• TASK TO CARRY OUT: Beginning with the first line, please return the entries exactly through the line that contains "Invalid request parameters.", and leave out all later lines.

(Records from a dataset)
Content starts

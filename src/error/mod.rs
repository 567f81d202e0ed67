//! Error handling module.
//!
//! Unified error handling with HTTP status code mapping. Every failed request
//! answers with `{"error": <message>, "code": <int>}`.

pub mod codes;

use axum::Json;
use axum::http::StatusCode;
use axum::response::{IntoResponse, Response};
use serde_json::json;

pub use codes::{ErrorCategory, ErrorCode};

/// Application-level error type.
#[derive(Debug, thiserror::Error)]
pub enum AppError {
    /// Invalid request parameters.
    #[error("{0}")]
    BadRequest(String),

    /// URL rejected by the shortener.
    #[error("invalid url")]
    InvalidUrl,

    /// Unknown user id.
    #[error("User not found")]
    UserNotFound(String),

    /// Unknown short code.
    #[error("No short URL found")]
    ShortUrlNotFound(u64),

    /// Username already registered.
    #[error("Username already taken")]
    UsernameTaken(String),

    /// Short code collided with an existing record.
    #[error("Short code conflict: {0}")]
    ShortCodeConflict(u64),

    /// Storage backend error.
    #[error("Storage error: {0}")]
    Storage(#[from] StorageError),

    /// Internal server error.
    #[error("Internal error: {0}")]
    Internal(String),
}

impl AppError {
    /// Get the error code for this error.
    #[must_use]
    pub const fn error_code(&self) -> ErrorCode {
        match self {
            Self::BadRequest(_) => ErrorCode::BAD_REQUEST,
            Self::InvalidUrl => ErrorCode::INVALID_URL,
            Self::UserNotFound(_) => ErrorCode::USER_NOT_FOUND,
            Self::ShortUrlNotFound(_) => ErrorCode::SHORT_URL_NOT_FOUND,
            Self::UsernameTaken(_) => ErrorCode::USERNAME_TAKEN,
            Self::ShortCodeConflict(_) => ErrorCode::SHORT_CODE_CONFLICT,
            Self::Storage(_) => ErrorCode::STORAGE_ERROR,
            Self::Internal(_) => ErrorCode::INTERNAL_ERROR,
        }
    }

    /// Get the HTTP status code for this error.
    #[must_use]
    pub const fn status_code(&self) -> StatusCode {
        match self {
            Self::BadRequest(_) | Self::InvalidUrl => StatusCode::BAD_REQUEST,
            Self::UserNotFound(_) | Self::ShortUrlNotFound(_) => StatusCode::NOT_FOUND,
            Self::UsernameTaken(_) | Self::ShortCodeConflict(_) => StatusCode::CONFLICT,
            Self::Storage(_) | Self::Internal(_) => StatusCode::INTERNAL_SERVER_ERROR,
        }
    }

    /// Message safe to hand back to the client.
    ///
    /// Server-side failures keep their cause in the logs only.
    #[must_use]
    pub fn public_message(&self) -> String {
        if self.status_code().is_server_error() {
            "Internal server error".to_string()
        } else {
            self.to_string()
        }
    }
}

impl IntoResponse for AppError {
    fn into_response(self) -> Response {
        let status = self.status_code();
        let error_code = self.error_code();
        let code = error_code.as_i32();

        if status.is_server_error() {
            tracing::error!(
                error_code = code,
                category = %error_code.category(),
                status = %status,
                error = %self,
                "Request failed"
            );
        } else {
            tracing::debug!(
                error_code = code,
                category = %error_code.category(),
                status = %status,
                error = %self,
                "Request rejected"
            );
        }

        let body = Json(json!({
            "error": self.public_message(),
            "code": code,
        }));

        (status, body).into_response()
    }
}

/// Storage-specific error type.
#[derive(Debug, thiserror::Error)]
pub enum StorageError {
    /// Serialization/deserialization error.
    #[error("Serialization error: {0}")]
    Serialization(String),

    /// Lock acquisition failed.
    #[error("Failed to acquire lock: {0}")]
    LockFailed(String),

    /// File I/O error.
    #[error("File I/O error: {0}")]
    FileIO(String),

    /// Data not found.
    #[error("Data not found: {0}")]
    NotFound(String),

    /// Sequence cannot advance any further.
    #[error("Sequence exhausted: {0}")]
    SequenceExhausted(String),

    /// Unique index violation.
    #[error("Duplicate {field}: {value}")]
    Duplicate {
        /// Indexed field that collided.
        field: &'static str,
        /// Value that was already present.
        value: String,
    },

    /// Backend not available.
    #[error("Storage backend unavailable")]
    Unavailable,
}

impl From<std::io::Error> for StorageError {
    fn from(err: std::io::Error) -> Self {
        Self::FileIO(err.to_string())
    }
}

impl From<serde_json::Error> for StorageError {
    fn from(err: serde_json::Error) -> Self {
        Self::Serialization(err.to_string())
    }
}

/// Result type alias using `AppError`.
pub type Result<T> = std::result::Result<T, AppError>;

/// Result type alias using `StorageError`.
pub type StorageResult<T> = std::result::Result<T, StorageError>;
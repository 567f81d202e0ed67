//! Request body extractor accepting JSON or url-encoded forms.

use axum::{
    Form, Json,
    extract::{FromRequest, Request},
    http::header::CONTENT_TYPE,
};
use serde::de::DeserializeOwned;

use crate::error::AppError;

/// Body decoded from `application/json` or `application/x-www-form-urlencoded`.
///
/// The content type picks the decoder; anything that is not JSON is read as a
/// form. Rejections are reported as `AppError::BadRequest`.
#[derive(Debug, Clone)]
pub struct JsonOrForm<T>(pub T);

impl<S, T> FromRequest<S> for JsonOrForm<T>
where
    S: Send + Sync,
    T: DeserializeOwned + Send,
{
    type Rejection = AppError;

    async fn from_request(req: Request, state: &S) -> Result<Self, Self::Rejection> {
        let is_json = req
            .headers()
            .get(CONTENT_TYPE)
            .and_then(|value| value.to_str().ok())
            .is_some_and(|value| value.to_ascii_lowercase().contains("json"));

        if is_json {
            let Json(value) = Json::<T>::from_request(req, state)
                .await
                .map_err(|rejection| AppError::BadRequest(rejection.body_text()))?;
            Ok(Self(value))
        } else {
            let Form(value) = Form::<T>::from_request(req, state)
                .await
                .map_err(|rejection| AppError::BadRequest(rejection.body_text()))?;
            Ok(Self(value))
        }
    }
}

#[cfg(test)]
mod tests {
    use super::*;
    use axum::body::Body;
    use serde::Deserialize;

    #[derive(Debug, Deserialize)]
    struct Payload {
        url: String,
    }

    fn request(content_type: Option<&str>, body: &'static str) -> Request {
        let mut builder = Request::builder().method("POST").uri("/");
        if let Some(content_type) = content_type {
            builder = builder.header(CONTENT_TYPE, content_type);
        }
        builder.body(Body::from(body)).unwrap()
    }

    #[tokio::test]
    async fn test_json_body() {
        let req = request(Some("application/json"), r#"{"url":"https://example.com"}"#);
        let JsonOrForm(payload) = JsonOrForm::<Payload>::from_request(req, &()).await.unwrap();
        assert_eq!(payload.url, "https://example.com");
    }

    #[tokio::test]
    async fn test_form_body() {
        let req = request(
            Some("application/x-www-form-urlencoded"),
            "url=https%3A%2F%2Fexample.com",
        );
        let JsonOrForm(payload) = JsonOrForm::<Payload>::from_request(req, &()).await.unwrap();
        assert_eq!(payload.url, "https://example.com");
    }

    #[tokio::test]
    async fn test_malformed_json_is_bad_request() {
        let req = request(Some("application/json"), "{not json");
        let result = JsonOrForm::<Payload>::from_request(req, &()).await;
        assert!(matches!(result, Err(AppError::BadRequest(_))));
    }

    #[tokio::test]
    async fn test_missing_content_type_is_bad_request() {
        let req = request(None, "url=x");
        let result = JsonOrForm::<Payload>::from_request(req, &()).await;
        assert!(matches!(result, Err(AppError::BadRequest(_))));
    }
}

Content ends

• RESULT FOR THIS TASK:
filename src/error/mod.rs
repository 567f81d202e0ed67
//! Error handling module.
//!
//! Unified error handling with HTTP status code mapping. Every failed request
//! answers with `{"error": <message>, "code": <int>}`.

pub mod codes;

use axum::Json;
use axum::http::StatusCode;
use axum::response::{IntoResponse, Response};
use serde_json::json;

pub use codes::{ErrorCategory, ErrorCode};

/// Application-level error type.
#[derive(Debug, thiserror::Error)]
pub enum AppError {
    /// Invalid request parameters.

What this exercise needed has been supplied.